1414 Tickling the ivories
Last night was the final performance of the Lakeside Symphony and the guest artist was a pianist who performed Chopin. It was OK, but my mind drifted. She was a small, pleasant looking woman, 60-ish near as I could tell from where we were seated. Something about her reminded me of the pretty graduate student we jointly hired to teach us piano back in 1966 or 1967. I had purchased a piano with my grad student stipend shortly after we bought our second house. A home didn't seem right without a piano since I'd grown up listening to my talented sister fill our home with music. It was a Baldwin acrosonic in a lovely warm walnut. It stayed with us for 30 years until I finally gave it to my daughter when she bought a home in 1996.<----It sort of looked like this. The problem was, I played poorly and almost never, and my husband didn't play at all. But it turned out, he'd always wanted to learn, always admired people who could sit down and dash off something terrific. Because I was working at the university and one of my co-workers was an opera student, I think I asked him for a suggestion and he gave us her name.

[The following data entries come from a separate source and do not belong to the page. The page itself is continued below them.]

//! Speech-to-text: capture/transcription traits, the listen-until-silence
//! policy, and the Google speech API client.

use std::time::Duration;

use serde::Deserialize;

use crate::app::controllers::voice::CancelToken;
use crate::app::domain::settings::SpeechSettings;
use crate::app::infrastructure::error::VoiceError;

/// Mono 16-bit PCM audio.
#[derive(Debug, Clone, PartialEq, Eq)]
pub struct AudioClip {
    pub sample_rate: u32,
    pub samples: Vec<i16>,
}

impl AudioClip {
    pub fn from_f32(sample_rate: u32, samples: &[f32]) -> Self {
        let samples = samples
            .iter()
            .map(|s| (s.clamp(-1.0, 1.0) * i16::MAX as f32) as i16)
            .collect();
        Self { sample_rate, samples }
    }

    /// Little-endian `audio/l16` body.
    pub fn pcm_bytes(&self) -> Vec<u8> {
        self.samples.iter().flat_map(|s| s.to_le_bytes()).collect()
    }

    pub fn duration(&self) -> Duration {
        if self.sample_rate == 0 {
            return Duration::ZERO;
        }
        Duration::from_secs_f64(self.samples.len() as f64 / self.sample_rate as f64)
    }
}

/// Records one phrase from an input device. Blocks until done or cancelled.
pub trait AudioCapture: Send + Sync {
    fn capture(&self, cancel: &CancelToken) -> Result<AudioClip, VoiceError>;
}

/// Turns captured audio into text.
pub trait Transcriber: Send + Sync {
    fn transcribe(&self, clip: &AudioClip) -> Result<String, VoiceError>;
}

#[derive(Debug, Clone, Copy, PartialEq)]
pub struct ListenPolicy {
    pub energy_threshold: f32,
    pub pause: Duration,
    pub wait_timeout: Duration,
    pub phrase_limit: Duration,
}

impl Default for ListenPolicy {
    fn default() -> Self {
        SpeechSettings::default().listen_policy()
    }
}

/// Amount of audio kept from before speech starts.
pub const PRE_ROLL: Duration = Duration::from_millis(500);

#[derive(Debug, Clone, Copy, PartialEq, Eq)]
pub enum Listen {
    /// No speech yet
    Waiting,
    Speaking,
    /// Phrase finished (pause or phrase limit)
    Complete,
    /// Gave up waiting for speech
    NoSpeech,
}

/// Listen-until-silence state machine, fed chunk by chunk.
pub struct SilenceDetector {
    energy_threshold: f32,
    pause_samples: u64,
    wait_samples: u64,
    limit_samples: u64,
    waited: u64,
    spoken: u64,
    silent_run: u64,
    state: Listen,
}

fn samples_for(duration: Duration, sample_rate: u32) -> u64 {
    (duration.as_secs_f64() * sample_rate as f64).round() as u64
}

/// Root mean square of a chunk, on the 16-bit sample scale.
pub fn rms(chunk: &[f32]) -> f32 {
    if chunk.is_empty() {
        return 0.0;
    }
    let sum: f32 = chunk.iter().map(|s| s * s).sum();
    (sum / chunk.len() as f32).sqrt() * i16::MAX as f32
}

impl SilenceDetector {
    pub fn new(policy: ListenPolicy, sample_rate: u32) -> Self {
        Self {
            energy_threshold: policy.energy_threshold,
            pause_samples: samples_for(policy.pause, sample_rate),
            wait_samples: samples_for(policy.wait_timeout, sample_rate),
            limit_samples: samples_for(policy.phrase_limit, sample_rate),
            waited: 0,
            spoken: 0,
            silent_run: 0,
            state: Listen::Waiting,
        }
    }

    pub fn state(&self) -> Listen {
        self.state
    }

    pub fn feed(&mut self, chunk: &[f32]) -> Listen {
        if matches!(self.state, Listen::Complete | Listen::NoSpeech) {
            return self.state;
        }
        let len = chunk.len() as u64;
        let loud = rms(chunk) > self.energy_threshold;

        match self.state {
            Listen::Waiting => {
                if loud {
                    self.state = Listen::Speaking;
                    self.spoken = len;
                } else {
                    self.waited += len;
                    if self.waited >= self.wait_samples {
                        self.state = Listen::NoSpeech;
                    }
                }
            }
            Listen::Speaking => {
                self.spoken += len;
                if loud {
                    self.silent_run = 0;
                } else {
                    self.silent_run += len;
                }
                if self.silent_run >= self.pause_samples || self.spoken >= self.limit_samples {
                    self.state = Listen::Complete;
                }
            }
            Listen::Complete | Listen::NoSpeech => {}
        }
        self.state
    }
}

#[derive(Debug, Deserialize)]
struct RecognizeResponse {
    #[serde(default)]
    result: Vec<RecognizeResult>,
}

#[derive(Debug, Deserialize)]
struct RecognizeResult {
    #[serde(default)]
    alternative: Vec<Alternative>,
}

#[derive(Debug, Deserialize)]
struct Alternative {
    transcript: String,
    #[serde(default)]
    confidence: Option<f64>,
}

/// Pick the transcript out of a speech API v2 response body.
///
/// The body is one JSON object per line; the first one is usually an empty
/// `{"result":[]}`.
pub fn parse_transcript(body: &str) -> Result<String, VoiceError> {
    for line in body.lines().map(str::trim).filter(|l| !l.is_empty()) {
        let response: RecognizeResponse = serde_json::from_str(line).map_err(|e| {
            VoiceError::ServiceUnavailable(format!("malformed response: {}", e))
        })?;

        let Some(result) = response.result.into_iter().find(|r| !r.alternative.is_empty()) else {
            continue;
        };

        let best = result
            .alternative
            .iter()
            .filter(|a| a.confidence.is_some())
            .max_by(|a, b| {
                a.confidence
                    .partial_cmp(&b.confidence)
                    .unwrap_or(std::cmp::Ordering::Equal)
            })
            .or_else(|| result.alternative.first());

        if let Some(alt) = best {
            let text = alt.transcript.trim();
            if !text.is_empty() {
                return Ok(text.to_string());
            }
        }
    }
    Err(VoiceError::Unintelligible)
}

/// Client for the Google speech API v2 `recognize` endpoint.
pub struct GoogleTranscriber {
    endpoint: String,
    api_key: Option<String>,
    language: String,
    timeout: u64,
}

impl GoogleTranscriber {
    pub fn from_settings(settings: &SpeechSettings) -> Self {
        Self {
            endpoint: settings.endpoint.clone(),
            api_key: settings.api_key.clone(),
            language: settings.language.clone(),
            timeout: settings.request_timeout_secs,
        }
    }

    fn request_url(&self, key: &str) -> String {
        format!(
            "{}?client=chromium&lang={}&key={}",
            self.endpoint,
            urlencoding::encode(&self.language),
            urlencoding::encode(key)
        )
    }
}

impl Transcriber for GoogleTranscriber {
    fn transcribe(&self, clip: &AudioClip) -> Result<String, VoiceError> {
        let key = self
            .api_key
            .as_deref()
            .filter(|k| !k.is_empty())
            .ok_or_else(|| VoiceError::ServiceUnavailable("no speech API key configured".to_string()))?;

        log::debug!(
            "sending {:.1}s of audio to {}",
            clip.duration().as_secs_f32(),
            self.endpoint
        );

        let response = minreq::post(self.request_url(key))
            .with_header("Content-Type", format!("audio/l16; rate={}", clip.sample_rate))
            .with_body(clip.pcm_bytes())
            .with_timeout(self.timeout)
            .send()
            .map_err(|e| VoiceError::ServiceUnavailable(e.to_string()))?;

        if response.status_code != 200 {
            return Err(VoiceError::ServiceUnavailable(format!(
                "server returned {} {}",
                response.status_code, response.reason_phrase
            )));
        }

        let body = response
            .as_str()
            .map_err(|e| VoiceError::ServiceUnavailable(e.to_string()))?;
        parse_transcript(body)
    }
}

#[cfg(test)]
mod tests {
    use super::*;

    const RATE: u32 = 1000;

    fn policy() -> ListenPolicy {
        ListenPolicy {
            energy_threshold: 300.0,
            pause: Duration::from_millis(300),
            wait_timeout: Duration::from_secs(1),
            phrase_limit: Duration::from_secs(2),
        }
    }

    fn loud() -> Vec<f32> {
        vec![0.5; 100]
    }

    fn quiet() -> Vec<f32> {
        vec![0.0; 100]
    }

    #[test]
    fn test_rms_scale() {
        assert_eq!(rms(&[]), 0.0);
        let value = rms(&[0.5, -0.5]);
        assert!((value - 0.5 * i16::MAX as f32).abs() < 1.0);
    }

    #[test]
    fn test_completes_after_pause() {
        let mut det = SilenceDetector::new(policy(), RATE);
        assert_eq!(det.feed(&quiet()), Listen::Waiting);
        assert_eq!(det.feed(&loud()), Listen::Speaking);
        assert_eq!(det.feed(&quiet()), Listen::Speaking);
        assert_eq!(det.feed(&quiet()), Listen::Speaking);
        assert_eq!(det.feed(&quiet()), Listen::Complete);
        assert_eq!(det.feed(&loud()), Listen::Complete);
    }

    #[test]
    fn test_speech_resets_pause() {
        let mut det = SilenceDetector::new(policy(), RATE);
        det.feed(&loud());
        det.feed(&quiet());
        det.feed(&quiet());
        assert_eq!(det.feed(&loud()), Listen::Speaking);
        det.feed(&quiet());
        assert_eq!(det.feed(&quiet()), Listen::Speaking);
    }

    #[test]
    fn test_no_speech_times_out() {
        let mut det = SilenceDetector::new(policy(), RATE);
        for _ in 0..9 {
            assert_eq!(det.feed(&quiet()), Listen::Waiting);
        }
        assert_eq!(det.feed(&quiet()), Listen::NoSpeech);
    }

    #[test]
    fn test_phrase_limit() {
        let mut det = SilenceDetector::new(policy(), RATE);
        for _ in 0..19 {
            assert_eq!(det.feed(&loud()), Listen::Speaking);
        }
        assert_eq!(det.feed(&loud()), Listen::Complete);
    }

    #[test]
    fn test_clip_conversion() {
        let clip = AudioClip::from_f32(16_000, &[0.0, 1.0, -1.0, 2.0]);
        assert_eq!(clip.samples, vec![0, i16::MAX, -i16::MAX, i16::MAX]);
        assert_eq!(clip.pcm_bytes().len(), 8);
        assert_eq!(&clip.pcm_bytes()[2..4], &i16::MAX.to_le_bytes());
    }

    #[test]
    fn test_clip_duration() {
        let clip = AudioClip { sample_rate: 100, samples: vec![0; 250] };
        assert_eq!(clip.duration(), Duration::from_millis(2500));
    }

    #[test]
    fn test_parse_transcript_skips_empty_result() {
        let body = "{\"result\":[]}\n{\"result\":[{\"alternative\":[{\"transcript\":\"hello world\",\"confidence\":0.92},{\"transcript\":\"hello word\"}],\"final\":true}],\"result_index\":0}\n";
        assert_eq!(parse_transcript(body).unwrap(), "hello world");
    }

    #[test]
    fn test_parse_transcript_prefers_highest_confidence() {
        let body = r#"{"result":[{"alternative":[{"transcript":"low","confidence":0.2},{"transcript":"high","confidence":0.9}]}]}"#;
        assert_eq!(parse_transcript(body).unwrap(), "high");
    }

    #[test]
    fn test_parse_transcript_falls_back_to_first() {
        let body = r#"{"result":[{"alternative":[{"transcript":"first"},{"transcript":"second"}]}]}"#;
        assert_eq!(parse_transcript(body).unwrap(), "first");
    }

    #[test]
    fn test_parse_transcript_nothing_recognised() {
        assert_eq!(parse_transcript("{\"result\":[]}\n"), Err(VoiceError::Unintelligible));
        assert_eq!(parse_transcript(""), Err(VoiceError::Unintelligible));
    }

    #[test]
    fn test_parse_transcript_malformed() {
        assert!(matches!(
            parse_transcript("<html>oops</html>"),
            Err(VoiceError::ServiceUnavailable(_))
        ));
    }

    #[test]
    fn test_missing_api_key_is_service_unavailable() {
        let transcriber = GoogleTranscriber::from_settings(&SpeechSettings::default());
        let clip = AudioClip { sample_rate: 16_000, samples: vec![0; 16] };
        assert!(matches!(
            transcriber.transcribe(&clip),
            Err(VoiceError::ServiceUnavailable(_))
        ));
    }

    #[test]
    fn test_request_url() {
        let settings = SpeechSettings {
            language: "fr-FR".to_string(),
            ..Default::default()
        };
        let transcriber = GoogleTranscriber::from_settings(&settings);
        assert_eq!(
            transcriber.request_url("abc"),
            "https://www.google.com/speech-api/v2/recognize?client=chromium&lang=fr-FR&key=abc"
        );
    }

    #[test]
    fn test_request_url_escapes_query_values() {
        let settings = SpeechSettings {
            language: "en US".to_string(),
            ..Default::default()
        };
        let transcriber = GoogleTranscriber::from_settings(&settings);
        assert_eq!(
            transcriber.request_url("a&b=c"),
            "https://www.google.com/speech-api/v2/recognize?client=chromium&lang=en%20US&key=a%26b%3Dc"
        );
    }
}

Sometimes we went to her studio and sometimes she came to our house. But regardless, we were hopeless. I could play the piano, but not in front of anyone, including the teacher. It was worse than math test nerves. My husband who had grown up with no music in the home, none in school, no band, no chorus, no church choir, just couldn't grasp even the most basic concepts and couldn't hear any of the chord changes. She had begun with such enthusiasm, such a positive attitude, and I think we must have totally demoralized her. After a few months, we all agreed to stop the pain.
But my husband does have pleasant memories of that botched attempt--it makes a good story to tell our more musically talented friends. And he remembers a lovely, glowing, vibrant young woman with red hair whose career goal was to be a concert pianist. So when I whispered in his ear last night in the dark that "she reminds me of our piano teacher," I think I ruined his evening.